I like to take pictures of people's hands.


----------



## lucy999 (Sep 28, 2014)

Runs like Dog said:


> I like to take pictures of people's hands.


Interesting.Why?


----------



## kristin2349 (Sep 12, 2013)

Holland said:


> I have always hated having my photo taken, I am the most unphotogenic person that ever lived.
> 
> Yeah AMEN



I am with you Holland, seeing myself in most photos triggers facial dysmorphia or something in me. It freaks me out. Normally I do what Amish kids are taught to do when they see "English" try to photograph them and hold my middle finger up over my face! My manicures are always flawless.

A few years ago I went on a once in a lifetime trip to Kenya. My friend who is a professional photographer came on the trip, and always respectfully photographs me and lets me delete any I think are horrible. He has taken some great photos of me, some of the only photos that exist of me without my middle finger over my face. We should all have friends like that, sadly I have some doozies on FB even though I avoid that like an Amish person too.


----------



## Homemaker_Numero_Uno (Jan 18, 2011)

Question falls in the category of 'what if I don't want to poop?'
It's going to happen. Trying to control it is going to make it much, much worse and pretty much take over your life. Then there will be photos of you worrying about being photographed. 
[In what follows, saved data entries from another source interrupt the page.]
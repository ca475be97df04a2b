use serde::{Deserialize, Serialize};

use crate::errors::SetupError;
use crate::prompts::{self, PromptTemplates};
use crate::task::{Instructions, Sampling, Task};
use crate::text;

pub const DEFAULT_TEMPERATURE: f32 = 1.0;
pub const DEFAULT_TOP_K: u32 = 3;
const MAX_TEMPERATURE: f32 = 2.0;

/// What a prompt session is set up to do.
#[derive(Clone, Debug, PartialEq, Eq, Serialize, Deserialize)]
#[serde(tag = "kind", rename_all = "kebab-case")]
pub enum PromptTask {
    /// Phrase by phrase grammar breakdown of sentences in `language`.
    #[serde(rename_all = "camelCase")]
    GrammarAnalysis {
        language: String,
        explanation_language: String,
    },
    /// IPA transcription and tips for text in `language`.
    Pronunciation { language: String, romanization: bool },
    /// Caller supplied system instructions.
    #[serde(rename_all = "camelCase")]
    Custom { system_prompt: String },
}

/// Prompt session settings: the task plus sampling parameters.
#[derive(Clone, Debug, PartialEq, Serialize, Deserialize)]
#[serde(rename_all = "camelCase")]
pub struct PromptConfig {
    pub task: PromptTask,
    pub temperature: f32,
    /// Only reaches the cloud backend when `CloudConfig::send_top_k` is set.
    pub top_k: u32,
}

impl PromptConfig {
    pub fn new(task: PromptTask) -> Self {
        Self {
            task,
            temperature: DEFAULT_TEMPERATURE,
            top_k: DEFAULT_TOP_K,
        }
    }

    pub fn grammar(language: impl Into<String>, explanation_language: impl Into<String>) -> Self {
        Self::new(PromptTask::GrammarAnalysis {
            language: language.into(),
            explanation_language: explanation_language.into(),
        })
    }

    pub fn pronunciation(language: impl Into<String>, romanization: bool) -> Self {
        Self::new(PromptTask::Pronunciation {
            language: language.into(),
            romanization,
        })
    }

    pub fn custom(system_prompt: impl Into<String>) -> Self {
        Self::new(PromptTask::Custom {
            system_prompt: system_prompt.into(),
        })
    }

    pub fn temperature(mut self, temperature: f32) -> Self {
        self.temperature = temperature;
        self
    }

    pub fn top_k(mut self, top_k: u32) -> Self {
        self.top_k = top_k;
        self
    }
}

/// Free-form prompting task.
pub struct Prompt;

impl Task for Prompt {
    type Config = PromptConfig;

    const NAME: &'static str = "prompt";

    fn validate(config: &PromptConfig) -> Result<(), String> {
        if !config.temperature.is_finite() || !(0.0..=MAX_TEMPERATURE).contains(&config.temperature)
        {
            return Err(format!(
                "temperature must be between 0 and {MAX_TEMPERATURE}, got {}",
                config.temperature
            ));
        }
        if config.top_k == 0 {
            return Err("top_k must be at least 1".into());
        }
        let missing = match &config.task {
            PromptTask::GrammarAnalysis {
                language,
                explanation_language,
            } => language.trim().is_empty() || explanation_language.trim().is_empty(),
            PromptTask::Pronunciation { language, .. } => language.trim().is_empty(),
            PromptTask::Custom { system_prompt } => system_prompt.trim().is_empty(),
        };
        if missing {
            return Err("prompt task has an empty field".into());
        }
        Ok(())
    }

    fn instructions(
        config: &PromptConfig,
        templates: &PromptTemplates,
    ) -> Result<Instructions, SetupError> {
        let system_prompt = match &config.task {
            PromptTask::GrammarAnalysis {
                language,
                explanation_language,
            } => templates.render(
                prompts::GRAMMAR,
                &serde_json::json!({
                    "language": text::language_name(language.trim()),
                    "explanation_language": text::language_name(explanation_language.trim()),
                }),
            )?,
            PromptTask::Pronunciation {
                language,
                romanization,
            } => templates.render(
                prompts::PRONUNCIATION,
                &serde_json::json!({
                    "language": text::language_name(language.trim()),
                    "romanization": romanization,
                }),
            )?,
            PromptTask::Custom { system_prompt } => system_prompt.trim().to_owned(),
        };
        Ok(Instructions {
            system_prompt,
            sampling: Sampling {
                temperature: Some(config.temperature),
                top_k: Some(config.top_k),
            },
        })
    }

    fn preprocess(input: &str) -> String {
        text::trimmed(input)
    }
}
use std::sync::atomic::{AtomicU64, Ordering};
use std::sync::{Arc, Weak};

use dashmap::DashMap;
use tokio::sync::mpsc;

/// Lifecycle status of a capability session.
///
/// Serialized as `{"status": "downloading", "progress": 40}` so UI layers can
/// render it directly.
#[derive(Clone, Debug, PartialEq, Eq, serde::Serialize, serde::Deserialize)]
#[serde(tag = "status", rename_all = "lowercase")]
pub enum SessionStatus {
    /// No session exists.
    Idle,
    /// Availability is being queried.
    Checking,
    /// The model is being downloaded; `progress` is a percentage in 0..=100.
    Downloading { progress: u8 },
    /// A session is live and ready for operations.
    Ready,
    /// The last lifecycle step failed.
    Error { error: String },
}

impl SessionStatus {
    pub fn error(message: impl Into<String>) -> Self {
        Self::Error {
            error: message.into(),
        }
    }

    /// Short label used in log fields.
    pub fn label(&self) -> &'static str {
        match self {
            Self::Idle => "idle",
            Self::Checking => "checking",
            Self::Downloading { .. } => "downloading",
            Self::Ready => "ready",
            Self::Error { .. } => "error",
        }
    }
}

type Listener = Arc<dyn Fn(&SessionStatus) + Send + Sync>;
type ListenerMap = DashMap<u64, Listener>;

/// Publish/subscribe registry for status transitions.
///
/// There is no replay: a listener only sees transitions emitted after it was
/// added. Listeners run synchronously on the emitting task.
#[derive(Clone, Default)]
pub struct StatusBroadcaster {
    listeners: Arc<ListenerMap>,
    next_id: Arc<AtomicU64>,
}

impl StatusBroadcaster {
    pub fn new() -> Self {
        Self::default()
    }

    /// Registers a listener and returns the handle that removes it.
    #[must_use = "dropping the subscription leaves the listener registered with no way to remove it"]
    pub fn subscribe<F>(&self, listener: F) -> Subscription
    where
        F: Fn(&SessionStatus) + Send + Sync + 'static,
    {
        let id = self.next_id.fetch_add(1, Ordering::Relaxed);
        self.listeners.insert(id, Arc::new(listener));
        Subscription {
            id,
            listeners: Arc::downgrade(&self.listeners),
        }
    }

    /// Registers a listener that forwards every status into a channel.
    ///
    /// The listener is removed automatically once the receiver is dropped and
    /// the next status is emitted.
    pub fn subscribe_channel(&self) -> (Subscription, mpsc::UnboundedReceiver<SessionStatus>) {
        let (tx, rx) = mpsc::unbounded_channel();
        let listeners = Arc::downgrade(&self.listeners);
        let id = self.next_id.fetch_add(1, Ordering::Relaxed);
        let listener: Listener = Arc::new(move |status: &SessionStatus| {
            if tx.send(status.clone()).is_err()
                && let Some(map) = listeners.upgrade()
            {
                map.remove(&id);
            }
        });
        self.listeners.insert(id, listener);
        let subscription = Subscription {
            id,
            listeners: Arc::downgrade(&self.listeners),
        };
        (subscription, rx)
    }

    /// Delivers a status to every registered listener.
    pub fn emit(&self, status: &SessionStatus) {
        // Snapshot first so a listener may unsubscribe itself without
        // deadlocking on the map shard.
        let snapshot: Vec<Listener> = self
            .listeners
            .iter()
            .map(|entry| Arc::clone(entry.value()))
            .collect();
        for listener in snapshot {
            listener(status);
        }
    }

    #[cfg(test)]
    fn listener_count(&self) -> usize {
        self.listeners.len()
    }
}

/// Handle returned by [`StatusBroadcaster::subscribe`].
#[derive(Debug, Clone)]
pub struct Subscription {
    id: u64,
    listeners: Weak<ListenerMap>,
}

impl Subscription {
    /// Removes the listener. Calling this more than once is a no-op.
    pub fn unsubscribe(&self) {
        if let Some(map) = self.listeners.upgrade() {
            map.remove(&self.id);
        }
    }
}
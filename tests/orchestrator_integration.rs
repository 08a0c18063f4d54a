//! End-to-end orchestrator tests with scripted providers and a real
//! SQLite-backed tool dispatcher.

mod common;

use std::sync::atomic::Ordering;
use std::sync::Arc;

use common::{spawn_sms_stub, EchoTts, RecordingEmailProvider, ScriptedLlm, ScriptedStt};
use voxline::agent::llm::{LlmResponse, ToolCall};
use voxline::agent::orchestrator::{Orchestrator, OrchestratorError, SessionConfig};
use voxline::agent::state_machine::{CallState, StateMachine};
use voxline::agent::tools::{HandlerStatus, ToolDispatcher};
use voxline::config::Config;
use voxline::notifications::NotificationService;
use voxline::storage::{CallStore, Language, TaskPriority};

fn notification_config() -> Config {
    Config {
        staff_phone: "+15550001111".to_string(),
        staff_email: "staff@example.com".to_string(),
        twilio_account_sid: "AC_test".to_string(),
        twilio_auth_token: "token".to_string(),
        twilio_phone_number: "+15552223333".to_string(),
        transcript_base_url: "https://app.insurance-office.com/transcripts".to_string(),
        ..Config::default()
    }
}

#[tokio::test]
async fn happy_callback_flow_creates_task_and_notifies() {
    let store = CallStore::open_in_memory().unwrap();
    store
        .insert_call(Some("call-urgent-001"), "+15551234567", Some(Language::En))
        .await
        .unwrap();

    let (sms_base, sms_log) = spawn_sms_stub().await;
    let email = RecordingEmailProvider::working();
    let notifications = Arc::new(
        NotificationService::new(&notification_config(), email.clone())
            .with_sms_api_base(sms_base),
    );
    let dispatcher =
        ToolDispatcher::new(store.clone()).with_notifications(notifications.clone());

    let tool_call = ToolCall {
        id: "tc_1".to_string(),
        name: "create_callback_task".to_string(),
        arguments: serde_json::json!({
            "call_id": "call-urgent-001",
            "priority": "urgent",
            "name": "John Smith",
            "callback_number": "+15551234567",
            "best_time_window": "ASAP",
            "notes": "Car accident this morning",
        }),
    };
    let llm = ScriptedLlm::new(vec![
        ScriptedLlm::reply("Hello! How can I help you today?"),
        ScriptedLlm::reply("I'm sorry to hear that. Are you an existing customer?"),
        ScriptedLlm::reply("Thank you. What's the best number to reach you?"),
        ScriptedLlm::reply("And when is the best time to call you back?"),
        LlmResponse {
            content: None,
            tool_calls: vec![tool_call],
            ..Default::default()
        },
        ScriptedLlm::reply("I've created an urgent callback. Someone will call you back shortly."),
    ]);

    let mut orchestrator = Orchestrator::new(
        Arc::new(ScriptedStt::ok("I was in a car accident this morning")),
        Arc::new(llm),
        Arc::new(EchoTts),
        Some(dispatcher),
        SessionConfig::default(),
    );
    orchestrator
        .start_session("call-urgent-001", "+15551234567", "en")
        .unwrap();

    for _ in 0..5 {
        let audio = orchestrator.process_audio(b"pcm-frame", None).await.unwrap();
        assert!(audio.is_some());
    }

    // the callback task is persisted with the tool's arguments
    let task = store
        .get_task_for_call("call-urgent-001")
        .await
        .unwrap()
        .expect("callback task created");
    assert_eq!(task.priority, TaskPriority::Urgent);
    assert_eq!(task.name.as_deref(), Some("John Smith"));
    assert_eq!(task.callback_number, "+15551234567");
    assert_eq!(task.best_time_window.as_deref(), Some("ASAP"));
    assert_eq!(task.notes.as_deref(), Some("Car accident this morning"));

    // SMS and email both fired
    let sms_bodies = sms_log.lock().unwrap().clone();
    assert_eq!(sms_bodies.len(), 1);
    assert!(sms_bodies[0].contains("New urgent callback:"));
    assert!(sms_bodies[0].contains("John Smith"));
    assert!(sms_bodies[0].contains("+15551234567"));

    let emails = email.sent_emails();
    assert_eq!(emails.len(), 1);
    assert!(emails[0].subject.contains("[URGENT]"));
    assert!(emails[0].subject.contains("John Smith"));
    assert!(emails[0]
        .html_body
        .contains("https://app.insurance-office.com/transcripts/call-urgent-001"));

    // the fifth turn recorded the tool call and its successful result
    let turns = orchestrator.turns();
    assert_eq!(turns.len(), 5);
    let tool_turn = &turns[4];
    assert_eq!(tool_turn.tool_calls.len(), 1);
    assert_eq!(tool_turn.tool_calls[0].name, "create_callback_task");
    assert_eq!(tool_turn.tool_results.len(), 1);
    assert_eq!(tool_turn.tool_results[0].status, HandlerStatus::Success);
    assert!(tool_turn.tool_results[0].data.contains_key("task_id"));
    assert!(tool_turn.latency.tool_ms >= 0.0);
    assert!(tool_turn
        .assistant_text
        .contains("urgent callback"));
}

#[tokio::test]
async fn stt_retry_recovers_before_exhaustion() {
    let stt = Arc::new(ScriptedStt::failing_first("hello there", 2));
    let config = SessionConfig {
        max_retry_attempts: 3,
        retry_delay_seconds: 0.01,
        ..SessionConfig::default()
    };
    let mut orchestrator = Orchestrator::new(
        stt.clone(),
        Arc::new(ScriptedLlm::new(vec![ScriptedLlm::reply("Hi!")])),
        Arc::new(EchoTts),
        None,
        config,
    );
    orchestrator.start_session("call-retry", "", "en").unwrap();

    let audio = orchestrator.process_audio(b"pcm", None).await.unwrap();
    assert!(audio.is_some());
    // two failures then a success, one turn appended
    assert_eq!(stt.attempts.load(Ordering::SeqCst), 3);
    assert_eq!(orchestrator.turns().len(), 1);
    assert_eq!(orchestrator.turns()[0].user_text, "hello there");
}

#[tokio::test]
async fn stt_exhaustion_aborts_turn_without_history() {
    let stt = Arc::new(ScriptedStt::failing_first("never heard", 99));
    let config = SessionConfig {
        max_retry_attempts: 3,
        retry_delay_seconds: 0.01,
        ..SessionConfig::default()
    };
    let mut orchestrator = Orchestrator::new(
        stt.clone(),
        Arc::new(ScriptedLlm::new(vec![])),
        Arc::new(EchoTts),
        None,
        config,
    );
    orchestrator.start_session("call-fail", "", "en").unwrap();

    let err = orchestrator.process_audio(b"pcm", None).await.unwrap_err();
    assert!(matches!(err, OrchestratorError::SttFailure(_)));
    assert_eq!(stt.attempts.load(Ordering::SeqCst), 3);
    assert!(orchestrator.turns().is_empty());
}

#[tokio::test]
async fn invalid_transition_is_rejected_without_mutation() {
    let mut machine = StateMachine::new("call-sm");
    assert!(!machine.can_transition_to(CallState::End));
    let err = machine.transition_to(CallState::End).unwrap_err();
    assert_eq!(err.from, CallState::Init);
    assert_eq!(err.to, CallState::End);
    assert_eq!(machine.current(), CallState::Init);
    assert!(machine.history().is_empty());
}

#[tokio::test]
async fn state_history_is_always_a_legal_path() {
    let store = CallStore::open_in_memory().unwrap();
    let dispatcher = ToolDispatcher::new(store);
    let mut orchestrator = Orchestrator::new(
        Arc::new(ScriptedStt::ok("hello")),
        Arc::new(ScriptedLlm::new(vec![
            ScriptedLlm::reply("Welcome!"),
            ScriptedLlm::reply("How can I help?"),
            ScriptedLlm::reply("Understood."),
        ])),
        Arc::new(EchoTts),
        Some(dispatcher),
        SessionConfig::default(),
    );
    orchestrator.start_session("call-path", "", "en").unwrap();

    for _ in 0..3 {
        orchestrator.process_audio(b"pcm", None).await.unwrap();
    }

    // every recorded arc must be in the allow-list
    let machine_state = orchestrator.call_state().unwrap();
    assert!(matches!(
        machine_state,
        CallState::LanguageSelect | CallState::Greet
    ));
}

#[tokio::test]
async fn session_summary_reports_final_shape() {
    let mut orchestrator = Orchestrator::new(
        Arc::new(ScriptedStt::ok("hola")),
        Arc::new(ScriptedLlm::new(vec![ScriptedLlm::reply("Hola!")])),
        Arc::new(EchoTts),
        None,
        SessionConfig::default(),
    );
    orchestrator.start_session("call-sum", "+15559998888", "es").unwrap();
    orchestrator.process_audio(b"pcm", None).await.unwrap();

    let summary = orchestrator.end_session();
    match summary {
        voxline::agent::SessionSummary::Ended {
            call_id,
            turns_count,
            language,
            ..
        } => {
            assert_eq!(call_id, "call-sum");
            assert_eq!(turns_count, 1);
            assert_eq!(language, "es");
        }
        voxline::agent::SessionSummary::NoActiveSession => panic!("expected a summary"),
    }

    // idempotent second end
    assert!(matches!(
        orchestrator.end_session(),
        voxline::agent::SessionSummary::NoActiveSession
    ));
}

#[tokio::test]
async fn tool_failure_feeds_error_back_and_call_continues() {
    let store = CallStore::open_in_memory().unwrap();
    let dispatcher = ToolDispatcher::new(store);

    let bad_tool_call = ToolCall {
        id: "tc_bad".to_string(),
        name: "create_callback_task".to_string(),
        arguments: serde_json::json!({
            "call_id": "no-such-call",
            "callback_number": "+15551234567",
        }),
    };
    let llm = ScriptedLlm::new(vec![
        LlmResponse {
            content: None,
            tool_calls: vec![bad_tool_call],
            ..Default::default()
        },
        ScriptedLlm::reply("I couldn't create that just yet, let me take your details again."),
    ]);

    let mut orchestrator = Orchestrator::new(
        Arc::new(ScriptedStt::ok("please call me back")),
        Arc::new(llm),
        Arc::new(EchoTts),
        Some(dispatcher),
        SessionConfig::default(),
    );
    orchestrator.start_session("call-toolfail", "", "en").unwrap();

    let audio = orchestrator.process_audio(b"pcm", None).await.unwrap();
    assert!(audio.is_some());

    let turn = &orchestrator.turns()[0];
    assert_eq!(turn.tool_results.len(), 1);
    assert_eq!(turn.tool_results[0].status, HandlerStatus::Failure);
    // the failure was surfaced to the model as a tool message
    assert!(orchestrator.conversation_history().iter().any(|m| {
        m.content
            .as_deref()
            .is_some_and(|c| c.contains("Call not found: no-such-call"))
    }));
}
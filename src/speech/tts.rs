//! Text-to-speech provider contract and Deepgram reference impl
//!
//! Synthesis results are cached in a bounded LRU keyed by
//! `(text, voice, format)`; repeated prompts (greetings, state
//! prompts) hit the cache instead of the provider.

use async_trait::async_trait;
use lru::LruCache;
use once_cell::sync::Lazy;
use std::num::NonZeroUsize;
use std::sync::Mutex;
use std::time::Duration;

use crate::config::Config;
use crate::storage::Language;

/// Default output sample rate in Hz
pub const DEFAULT_SAMPLE_RATE: u32 = 24_000;

/// Default bound on cached synthesis results
pub const DEFAULT_MAX_CACHE_SIZE: usize = 100;

/// Supported output encodings
#[derive(Debug, Clone, Copy, PartialEq, Eq, Hash)]
pub enum AudioFormat {
    Mp3,
    Wav,
    Pcm,
}

impl AudioFormat {
    pub fn as_str(&self) -> &'static str {
        match self {
            AudioFormat::Mp3 => "mp3",
            AudioFormat::Wav => "wav",
            AudioFormat::Pcm => "pcm",
        }
    }

    /// Provider-side encoding name
    fn deepgram_encoding(&self) -> &'static str {
        match self {
            AudioFormat::Mp3 => "mp3",
            AudioFormat::Wav => "linear16",
            AudioFormat::Pcm => "linear16",
        }
    }
}

/// Voice gender classification
#[derive(Debug, Clone, Copy, PartialEq, Eq)]
pub enum VoiceGender {
    Male,
    Female,
    Neutral,
}

/// A selectable TTS voice
#[derive(Debug, Clone)]
pub struct Voice {
    pub id: String,
    pub name: String,
    pub language: Language,
    pub gender: VoiceGender,
}

/// Result of one synthesis call
#[derive(Debug, Clone)]
pub struct AudioResult {
    pub audio_bytes: Vec<u8>,
    pub format: AudioFormat,
    pub duration_seconds: f64,
    pub sample_rate: u32,
}

/// TTS error taxonomy
#[derive(Debug, thiserror::Error)]
pub enum TtsError {
    #[error("text is empty or whitespace only")]
    InvalidText,
    #[error("synthesis timed out")]
    Timeout,
    #[error("TTS rate limit exceeded: {0}")]
    RateLimited(String),
    #[error("TTS provider error: {0}")]
    Provider(String),
}

impl TtsError {
    pub fn is_transient(&self) -> bool {
        matches!(
            self,
            TtsError::Timeout | TtsError::RateLimited(_) | TtsError::Provider(_)
        )
    }
}

/// Pluggable text-to-speech contract
#[async_trait]
pub trait TtsProvider: Send + Sync {
    /// Synthesize speech. Unknown voice ids silently fall back to the
    /// language's default voice.
    async fn synthesize(
        &self,
        text: &str,
        language: Language,
        voice_id: &str,
        format: AudioFormat,
    ) -> Result<AudioResult, TtsError>;

    /// Voices available for a language
    async fn available_voices(&self, language: Language) -> Result<Vec<Voice>, TtsError>;
}

// ---- Deepgram reference implementation ----

const DEEPGRAM_BASE_URL: &str = "https://api.deepgram.com/v1";
const REQUEST_TIMEOUT: Duration = Duration::from_secs(30);

/// Default English voice id
pub const DEFAULT_VOICE_EN: &str = "aura-2-thalia-en";
/// Default Spanish voice id
pub const DEFAULT_VOICE_ES: &str = "aura-2-estrella-es";

/// Known voices per language. Kept static: the provider's catalog is
/// stable and the orchestrator only needs id lookup and fallback.
static VOICE_CATALOG: Lazy<Vec<Voice>> = Lazy::new(|| {
    vec![
        Voice {
            id: DEFAULT_VOICE_EN.to_string(),
            name: "Thalia".to_string(),
            language: Language::En,
            gender: VoiceGender::Female,
        },
        Voice {
            id: "aura-2-orion-en".to_string(),
            name: "Orion".to_string(),
            language: Language::En,
            gender: VoiceGender::Male,
        },
        Voice {
            id: DEFAULT_VOICE_ES.to_string(),
            name: "Estrella".to_string(),
            language: Language::Es,
            gender: VoiceGender::Female,
        },
        Voice {
            id: "aura-2-javier-es".to_string(),
            name: "Javier".to_string(),
            language: Language::Es,
            gender: VoiceGender::Male,
        },
    ]
});

fn default_voice_for(language: Language) -> &'static str {
    match language {
        Language::En => DEFAULT_VOICE_EN,
        Language::Es => DEFAULT_VOICE_ES,
    }
}

type CacheKey = (String, String, AudioFormat);

/// Deepgram speech-synthesis adapter with an LRU result cache
pub struct DeepgramTts {
    client: reqwest::Client,
    base_url: String,
    api_key: String,
    cache: Mutex<LruCache<CacheKey, AudioResult>>,
}

impl DeepgramTts {
    pub fn new(api_key: impl Into<String>) -> Self {
        Self::with_cache_size(api_key, DEFAULT_MAX_CACHE_SIZE)
    }

    pub fn with_cache_size(api_key: impl Into<String>, max_cache_size: usize) -> Self {
        let capacity = NonZeroUsize::new(max_cache_size.max(1)).unwrap_or(
            NonZeroUsize::new(DEFAULT_MAX_CACHE_SIZE).expect("nonzero default"),
        );
        Self {
            client: reqwest::Client::builder()
                .timeout(REQUEST_TIMEOUT)
                .build()
                .unwrap_or_default(),
            base_url: DEEPGRAM_BASE_URL.to_string(),
            api_key: api_key.into(),
            cache: Mutex::new(LruCache::new(capacity)),
        }
    }

    pub fn from_config(config: &Config) -> Self {
        Self::new(config.deepgram_api_key.clone())
    }

    pub fn with_base_url(mut self, base_url: impl Into<String>) -> Self {
        self.base_url = base_url.into();
        self
    }

    /// Resolve a requested voice id, falling back to the language
    /// default when the id is unknown.
    fn resolve_voice(voice_id: &str, language: Language) -> String {
        let known = VOICE_CATALOG.iter().any(|v| v.id == voice_id);
        if known {
            voice_id.to_string()
        } else {
            tracing::debug!(voice_id, "unknown voice id, using language default");
            default_voice_for(language).to_string()
        }
    }

    fn cache_get(&self, key: &CacheKey) -> Option<AudioResult> {
        self.cache.lock().ok()?.get(key).cloned()
    }

    fn cache_put(&self, key: CacheKey, value: AudioResult) {
        if let Ok(mut cache) = self.cache.lock() {
            cache.put(key, value);
        }
    }

    fn map_http_error(status: reqwest::StatusCode, body: &str) -> TtsError {
        match status.as_u16() {
            429 => TtsError::RateLimited(format!("{status}: {body}")),
            _ => TtsError::Provider(format!("{status}: {body}")),
        }
    }

    /// Rough duration estimate from payload size; used when the
    /// provider does not return one.
    fn estimate_duration(bytes: usize, format: AudioFormat, sample_rate: u32) -> f64 {
        match format {
            // ~16 kB/s at 128 kbps
            AudioFormat::Mp3 => bytes as f64 / 16_000.0,
            // 16-bit mono linear PCM
            AudioFormat::Wav | AudioFormat::Pcm => bytes as f64 / (sample_rate as f64 * 2.0),
        }
    }
}

#[async_trait]
impl TtsProvider for DeepgramTts {
    async fn synthesize(
        &self,
        text: &str,
        language: Language,
        voice_id: &str,
        format: AudioFormat,
    ) -> Result<AudioResult, TtsError> {
        if text.trim().is_empty() {
            return Err(TtsError::InvalidText);
        }

        let voice = Self::resolve_voice(voice_id, language);
        let key = (text.to_string(), voice.clone(), format);
        if let Some(hit) = self.cache_get(&key) {
            tracing::debug!(voice = %voice, "TTS cache hit");
            return Ok(hit);
        }

        let url = format!(
            "{}/speak?model={}&encoding={}&sample_rate={}",
            self.base_url,
            voice,
            format.deepgram_encoding(),
            DEFAULT_SAMPLE_RATE
        );
        let response = self
            .client
            .post(&url)
            .header("Authorization", format!("Token {}", self.api_key))
            .json(&serde_json::json!({ "text": text }))
            .send()
            .await
            .map_err(|e| {
                if e.is_timeout() {
                    TtsError::Timeout
                } else {
                    TtsError::Provider(format!("request failed: {e}"))
                }
            })?;

        if !response.status().is_success() {
            let status = response.status();
            let body = response.text().await.unwrap_or_default();
            return Err(Self::map_http_error(status, &body));
        }

        let audio_bytes = response
            .bytes()
            .await
            .map_err(|e| TtsError::Provider(format!("failed to read audio: {e}")))?
            .to_vec();

        let result = AudioResult {
            duration_seconds: Self::estimate_duration(audio_bytes.len(), format, DEFAULT_SAMPLE_RATE),
            audio_bytes,
            format,
            sample_rate: DEFAULT_SAMPLE_RATE,
        };
        self.cache_put(key, result.clone());
        Ok(result)
    }

    async fn available_voices(&self, language: Language) -> Result<Vec<Voice>, TtsError> {
        Ok(VOICE_CATALOG
            .iter()
            .filter(|v| v.language == language)
            .cloned()
            .collect())
    }
}

#[cfg(test)]
mod tests {
    use super::*;

    #[tokio::test]
    async fn test_empty_text_rejected() {
        let tts = DeepgramTts::new("key");
        let err = tts
            .synthesize("   ", Language::En, DEFAULT_VOICE_EN, AudioFormat::Mp3)
            .await
            .unwrap_err();
        assert!(matches!(err, TtsError::InvalidText));
    }

    #[test]
    fn test_unknown_voice_falls_back_to_default() {
        assert_eq!(
            DeepgramTts::resolve_voice("no-such-voice", Language::Es),
            DEFAULT_VOICE_ES
        );
        assert_eq!(
            DeepgramTts::resolve_voice(DEFAULT_VOICE_EN, Language::En),
            DEFAULT_VOICE_EN
        );
    }

    #[tokio::test]
    async fn test_voice_catalog_filtered_by_language() {
        let tts = DeepgramTts::new("key");
        let en = tts.available_voices(Language::En).await.unwrap();
        assert!(en.iter().all(|v| v.language == Language::En));
        assert!(en.iter().any(|v| v.id == DEFAULT_VOICE_EN));

        let es = tts.available_voices(Language::Es).await.unwrap();
        assert!(es.iter().any(|v| v.id == DEFAULT_VOICE_ES));
    }

    #[test]
    fn test_cache_round_trip_and_eviction() {
        let tts = DeepgramTts::with_cache_size("key", 2);
        let sample = || AudioResult {
            audio_bytes: vec![1, 2, 3],
            format: AudioFormat::Mp3,
            duration_seconds: 0.1,
            sample_rate: DEFAULT_SAMPLE_RATE,
        };
        let key = |text: &str| (text.to_string(), DEFAULT_VOICE_EN.to_string(), AudioFormat::Mp3);

        tts.cache_put(key("a"), sample());
        tts.cache_put(key("b"), sample());
        assert!(tts.cache_get(&key("a")).is_some());
        // capacity 2: inserting a third entry evicts the LRU ("b")
        tts.cache_put(key("c"), sample());
        assert!(tts.cache_get(&key("b")).is_none());
        assert!(tts.cache_get(&key("a")).is_some());
        assert!(tts.cache_get(&key("c")).is_some());
    }

    #[test]
    fn test_duration_estimate_pcm() {
        // one second of 24 kHz 16-bit mono
        let bytes = (DEFAULT_SAMPLE_RATE * 2) as usize;
        let dur = DeepgramTts::estimate_duration(bytes, AudioFormat::Pcm, DEFAULT_SAMPLE_RATE);
        assert!((dur - 1.0).abs() < 1e-9);
    }
}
Going to social events is like going to the grocery store. You should go to social events to be social, not to worry about being photographed (which will happen, and you can't spend all of your conscious time monitoring it or thinking about it). At the grocery store, you don't really spend time thinking about how the food is going to become poop, or worrying about how to prevent this from happening. Some things in life need to be banned from consciousness, like thinking how being in a car under human control with other human beings on the road in cars and trucks is like death breathing down your neck. You have to focus on the driving, not on the death. The groceries, not on the poop. The socializing, not on what asocial or overly social or socially needy people are doing. 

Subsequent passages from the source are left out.